Gazi Üniversitesi talebesi Şule Çet'in vefatına ait "cinayet", "kaliteli cinsel hamle" ve "hürriyeti tahdit" kabahatlerinden ağırlaştırılmış müebbet ve 39'ar seneye kadar mapus cezası istemiyle suçlanan maznunlar Çağatay Aksu ve Berk Akand yargılamaları kabul etmedi.

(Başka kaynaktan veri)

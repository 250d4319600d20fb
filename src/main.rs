//! Lane Rush entry point
//!
//! Handles platform-specific initialization and runs the game loop.

#[cfg(target_arch = "wasm32")]
use wasm_bindgen::prelude::*;

#[cfg(target_arch = "wasm32")]
mod wasm_game {
    use std::cell::RefCell;
    use std::rc::Rc;
    use wasm_bindgen::prelude::*;
    use web_sys::{CanvasRenderingContext2d, HtmlCanvasElement, TouchEvent};

    use lane_rush::audio::{AudioManager, SoundEffect};
    use lane_rush::render::Renderer;
    use lane_rush::sim::{GameCore, GameEvent, Intent, map_key, map_swipe};
    use lane_rush::{BestScore, Settings};

    // JS binding for fullscreen toggle
    #[wasm_bindgen(inline_js = "
        export async function toggle_fullscreen() {
            const wrap = document.getElementById('gameWrap');
            if (!wrap) return;
            try {
                if (!document.fullscreenElement && wrap.requestFullscreen) {
                    await wrap.requestFullscreen({ navigationUI: 'hide' });
                } else if (document.exitFullscreen) {
                    await document.exitFullscreen();
                }
            } catch (e) {}
            document.body.classList.toggle('immersive', !!document.fullscreenElement);
        }
    ")]
    extern "C" {
        fn toggle_fullscreen();
    }

    /// Game instance holding all state
    struct Game {
        core: GameCore,
        renderer: Renderer,
        audio: AudioManager,
        settings: Settings,
        last_time: f64,
        touch_start: Option<(f32, f32)>,
    }

    impl Game {
        fn new(seed: u64, best: BestScore, renderer: Renderer) -> Self {
            let settings = Settings::load();
            let mut audio = AudioManager::new();
            audio.apply_settings(&settings);
            Self {
                core: GameCore::new(seed, best.score),
                renderer,
                audio,
                settings,
                last_time: 0.0,
                touch_start: None,
            }
        }

        /// One frame: advance the simulation, play out its events, redraw.
        fn frame(&mut self, time: f64) {
            let dt = if self.last_time > 0.0 {
                ((time - self.last_time) / 1000.0) as f32
            } else {
                0.0
            };
            self.last_time = time;

            self.core.advance(dt);
            self.handle_events();
            self.renderer.draw(&self.core, &self.settings, time / 1000.0);
            self.update_hud();
        }

        /// Drain the simulation's one-shot signals into audio and storage.
        fn handle_events(&mut self) {
            for event in self.core.drain_events() {
                match event {
                    GameEvent::Jump => self.audio.play(SoundEffect::Jump),
                    GameEvent::StarCollected => self.audio.play(SoundEffect::Star),
                    GameEvent::FatalCollision => {
                        self.audio.play(SoundEffect::Hit);
                        show_game_over(&self.core);
                    }
                    GameEvent::NewBestScore(score) => {
                        BestScore { score }.save();
                        self.audio.play(SoundEffect::BestScore);
                    }
                }
            }
        }

        /// Update HUD elements in DOM
        fn update_hud(&self) {
            let Some(document) = web_sys::window().and_then(|w| w.document()) else {
                return;
            };

            if let Some(el) = document.get_element_by_id("hud-left") {
                el.set_text_content(Some(&format!("Score: {}", self.core.display_score())));
            }
            if let Some(el) = document.get_element_by_id("hud-mid") {
                el.set_text_content(Some(&format!("x{:.1}", self.core.multiplier())));
            }
            if let Some(el) = document.get_element_by_id("hud-right") {
                el.set_text_content(Some(&format!("Best: {}", self.core.best_score)));
            }
        }
    }

    fn set_overlay_visible(id: &str, visible: bool) {
        let Some(document) = web_sys::window().and_then(|w| w.document()) else {
            return;
        };
        if let Some(el) = document.get_element_by_id(id) {
            let class = if visible { "overlay" } else { "overlay hidden" };
            let _ = el.set_attribute("class", class);
        }
    }

    fn show_game_over(core: &GameCore) {
        let Some(document) = web_sys::window().and_then(|w| w.document()) else {
            return;
        };
        if let Some(el) = document.get_element_by_id("final-score") {
            el.set_text_content(Some(&core.display_score().to_string()));
        }
        if let Some(el) = document.get_element_by_id("final-best") {
            el.set_text_content(Some(&core.best_score.to_string()));
        }
        set_overlay_visible("overlayGameOver", true);
    }

    pub fn run() {
        console_error_panic_hook::set_once();
        console_log::init_with_level(log::Level::Info).expect("Failed to init logger");

        log::info!("Lane Rush starting...");

        let window = web_sys::window().expect("no window");
        let document = window.document().expect("no document");

        let canvas: HtmlCanvasElement = document
            .get_element_by_id("game")
            .expect("no canvas")
            .dyn_into()
            .expect("not a canvas");
        let ctx: CanvasRenderingContext2d = canvas
            .get_context("2d")
            .ok()
            .flatten()
            .expect("no 2d context")
            .dyn_into()
            .expect("not a 2d context");

        let renderer = Renderer::new(ctx);
        renderer.fit_canvas(&canvas, window.device_pixel_ratio());

        let seed = js_sys::Date::now() as u64;
        let best = BestScore::load();
        let game = Rc::new(RefCell::new(Game::new(seed, best, renderer)));

        log::info!("Game initialized with seed: {}", seed);

        setup_input_handlers(&canvas, game.clone());
        setup_buttons(game.clone());
        setup_blur_mute(game.clone());
        setup_resize(&canvas, game.clone());

        set_overlay_visible("overlay", true);
        request_animation_frame(game);

        log::info!("Lane Rush running!");
    }

    fn setup_input_handlers(canvas: &HtmlCanvasElement, game: Rc<RefCell<Game>>) {
        // Keyboard
        {
            let game = game.clone();
            let window = web_sys::window().unwrap();
            let closure = Closure::<dyn FnMut(_)>::new(move |event: web_sys::KeyboardEvent| {
                if let Some(intent) = map_key(&event.key()) {
                    event.prevent_default();
                    let mut g = game.borrow_mut();
                    g.audio.resume();
                    g.core.apply_intent(intent);
                }
            });
            let _ = window
                .add_event_listener_with_callback("keydown", closure.as_ref().unchecked_ref());
            closure.forget();
        }

        // Touch start - remember the origin for the swipe
        {
            let game = game.clone();
            let closure = Closure::<dyn FnMut(_)>::new(move |event: TouchEvent| {
                if let Some(touch) = event.changed_touches().get(0) {
                    game.borrow_mut().touch_start =
                        Some((touch.client_x() as f32, touch.client_y() as f32));
                }
            });
            let _ = canvas
                .add_event_listener_with_callback("touchstart", closure.as_ref().unchecked_ref());
            closure.forget();
        }

        // Touch end - classify the swipe
        {
            let game = game.clone();
            let closure = Closure::<dyn FnMut(_)>::new(move |event: TouchEvent| {
                event.prevent_default();
                let mut g = game.borrow_mut();
                let Some((sx, sy)) = g.touch_start.take() else {
                    return;
                };
                if let Some(touch) = event.changed_touches().get(0) {
                    let dx = touch.client_x() as f32 - sx;
                    let dy = touch.client_y() as f32 - sy;
                    if let Some(intent) = map_swipe(dx, dy) {
                        g.audio.resume();
                        g.core.apply_intent(intent);
                    }
                }
            });
            let _ = canvas
                .add_event_listener_with_callback("touchend", closure.as_ref().unchecked_ref());
            closure.forget();
        }

        // On-screen buttons (mobile)
        for (id, intent) in [
            ("btnLeft", Intent::ShiftLane(-1)),
            ("btnRight", Intent::ShiftLane(1)),
            ("btnJump", Intent::Jump),
        ] {
            let document = web_sys::window().unwrap().document().unwrap();
            if let Some(btn) = document.get_element_by_id(id) {
                let game = game.clone();
                let closure = Closure::<dyn FnMut(_)>::new(move |_event: web_sys::PointerEvent| {
                    let mut g = game.borrow_mut();
                    g.audio.resume();
                    g.core.apply_intent(intent);
                });
                let _ = btn
                    .add_event_listener_with_callback("pointerdown", closure.as_ref().unchecked_ref());
                closure.forget();
            }
        }
    }

    fn setup_buttons(game: Rc<RefCell<Game>>) {
        let document = web_sys::window().unwrap().document().unwrap();

        if let Some(btn) = document.get_element_by_id("btnStart") {
            let game = game.clone();
            let closure = Closure::<dyn FnMut(_)>::new(move |_event: web_sys::MouseEvent| {
                let mut g = game.borrow_mut();
                g.audio.resume();
                g.core.start_session();
                set_overlay_visible("overlay", false);
                set_overlay_visible("overlayHow", false);
                set_overlay_visible("overlayGameOver", false);
            });
            let _ = btn.add_event_listener_with_callback("click", closure.as_ref().unchecked_ref());
            closure.forget();
        }

        if let Some(btn) = document.get_element_by_id("btnRetry") {
            let game = game.clone();
            let closure = Closure::<dyn FnMut(_)>::new(move |_event: web_sys::MouseEvent| {
                let mut g = game.borrow_mut();
                g.audio.resume();
                g.core.retry_session();
                set_overlay_visible("overlayGameOver", false);
            });
            let _ = btn.add_event_listener_with_callback("click", closure.as_ref().unchecked_ref());
            closure.forget();
        }

        if let Some(btn) = document.get_element_by_id("btnHow") {
            let closure = Closure::<dyn FnMut(_)>::new(move |_event: web_sys::MouseEvent| {
                set_overlay_visible("overlay", false);
                set_overlay_visible("overlayHow", true);
            });
            let _ = btn.add_event_listener_with_callback("click", closure.as_ref().unchecked_ref());
            closure.forget();
        }

        if let Some(btn) = document.get_element_by_id("btnBack") {
            let closure = Closure::<dyn FnMut(_)>::new(move |_event: web_sys::MouseEvent| {
                set_overlay_visible("overlayHow", false);
                set_overlay_visible("overlay", true);
            });
            let _ = btn.add_event_listener_with_callback("click", closure.as_ref().unchecked_ref());
            closure.forget();
        }

        if let Some(btn) = document.get_element_by_id("btnHome") {
            let game = game.clone();
            let closure = Closure::<dyn FnMut(_)>::new(move |_event: web_sys::MouseEvent| {
                game.borrow_mut().core.return_to_menu();
                set_overlay_visible("overlayGameOver", false);
                set_overlay_visible("overlay", true);
            });
            let _ = btn.add_event_listener_with_callback("click", closure.as_ref().unchecked_ref());
            closure.forget();
        }

        if let Some(btn) = document.get_element_by_id("btnMute") {
            let game = game.clone();
            let closure = Closure::<dyn FnMut(_)>::new(move |_event: web_sys::MouseEvent| {
                let mut g = game.borrow_mut();
                g.settings.muted = !g.settings.muted;
                g.settings.save();
                let settings = g.settings.clone();
                g.audio.apply_settings(&settings);
            });
            let _ = btn.add_event_listener_with_callback("click", closure.as_ref().unchecked_ref());
            closure.forget();
        }

        if let Some(btn) = document.get_element_by_id("btnFull") {
            let closure = Closure::<dyn FnMut(_)>::new(move |_event: web_sys::MouseEvent| {
                toggle_fullscreen();
            });
            let _ = btn.add_event_listener_with_callback("click", closure.as_ref().unchecked_ref());
            closure.forget();
        }
    }

    fn setup_blur_mute(game: Rc<RefCell<Game>>) {
        let document = web_sys::window().unwrap().document().unwrap();
        let document_clone = document.clone();
        let closure = Closure::<dyn FnMut(_)>::new(move |_event: web_sys::Event| {
            let mut g = game.borrow_mut();
            if !g.settings.mute_on_blur {
                return;
            }
            let hidden = document_clone.visibility_state() == web_sys::VisibilityState::Hidden;
            g.audio.set_blur_muted(hidden);
        });
        let _ = document
            .add_event_listener_with_callback("visibilitychange", closure.as_ref().unchecked_ref());
        closure.forget();
    }

    fn setup_resize(canvas: &HtmlCanvasElement, game: Rc<RefCell<Game>>) {
        let window = web_sys::window().unwrap();
        let canvas = canvas.clone();
        let closure = Closure::<dyn FnMut(_)>::new(move |_event: web_sys::Event| {
            let dpr = web_sys::window().map(|w| w.device_pixel_ratio()).unwrap_or(1.0);
            game.borrow().renderer.fit_canvas(&canvas, dpr);
        });
        let _ = window.add_event_listener_with_callback("resize", closure.as_ref().unchecked_ref());
        closure.forget();
    }

    fn request_animation_frame(game: Rc<RefCell<Game>>) {
        let window = web_sys::window().unwrap();
        let closure = Closure::once(move |time: f64| {
            game.borrow_mut().frame(time);
            request_animation_frame(game.clone());
        });
        let _ = window.request_animation_frame(closure.as_ref().unchecked_ref());
        closure.forget();
    }
}

#[cfg(target_arch = "wasm32")]
#[wasm_bindgen(start)]
pub fn wasm_main() {
    wasm_game::run();
}

#[cfg(not(target_arch = "wasm32"))]
fn main() {
    use lane_rush::sim::{GameCore, Intent, Phase};

    env_logger::init();
    log::info!("Lane Rush (native) starting...");
    log::info!("Native mode is headless - run with `trunk serve` for the web version");

    // Headless demo run: play a fixed-input session to completion
    let mut core = GameCore::new(0xA11CE, 0);
    core.start_session();
    let mut frame = 0u32;
    while core.phase == Phase::Playing && frame < 60 * 120 {
        if frame % 90 == 0 {
            core.apply_intent(Intent::ShiftLane(if frame % 180 == 0 { 1 } else { -1 }));
        }
        if frame % 140 == 0 {
            core.apply_intent(Intent::Jump);
        }
        core.advance(1.0 / 60.0);
        core.drain_events();
        frame += 1;
    }

    println!(
        "Demo run over after {:.1}s: score {} (best {})",
        core.elapsed, core.display_score(), core.best_score
    );
}

#[cfg(target_arch = "wasm32")]
fn main() {
    // WASM entry point is wasm_main, this is just to satisfy the compiler
}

31.Ağır Ceza Duruşmasındaki mahkemeye maznunlar, müştekiler maktul Çet'in babası İsmail Çet, abiyi Ercan Bıçak ile maznun ve müşteki avukatları katıldı. Mahkemede AK Parti İstanbul Milletvekili Ahmet Mücahit Arınç, CHP Tekirdağ Milletvekili Candan Yüceer, Ankara Milletvekili Gamze Taşçıer, Adana Milletvekili Müzeyyen Şevkin ile Aile, Çalışma ve Sosyal Siyasetler Bakanlığı, muhtelif barolar ve bayan teşkilatlarının avukatları da hazır bulunarak davaya müdahillik arzında bulundu.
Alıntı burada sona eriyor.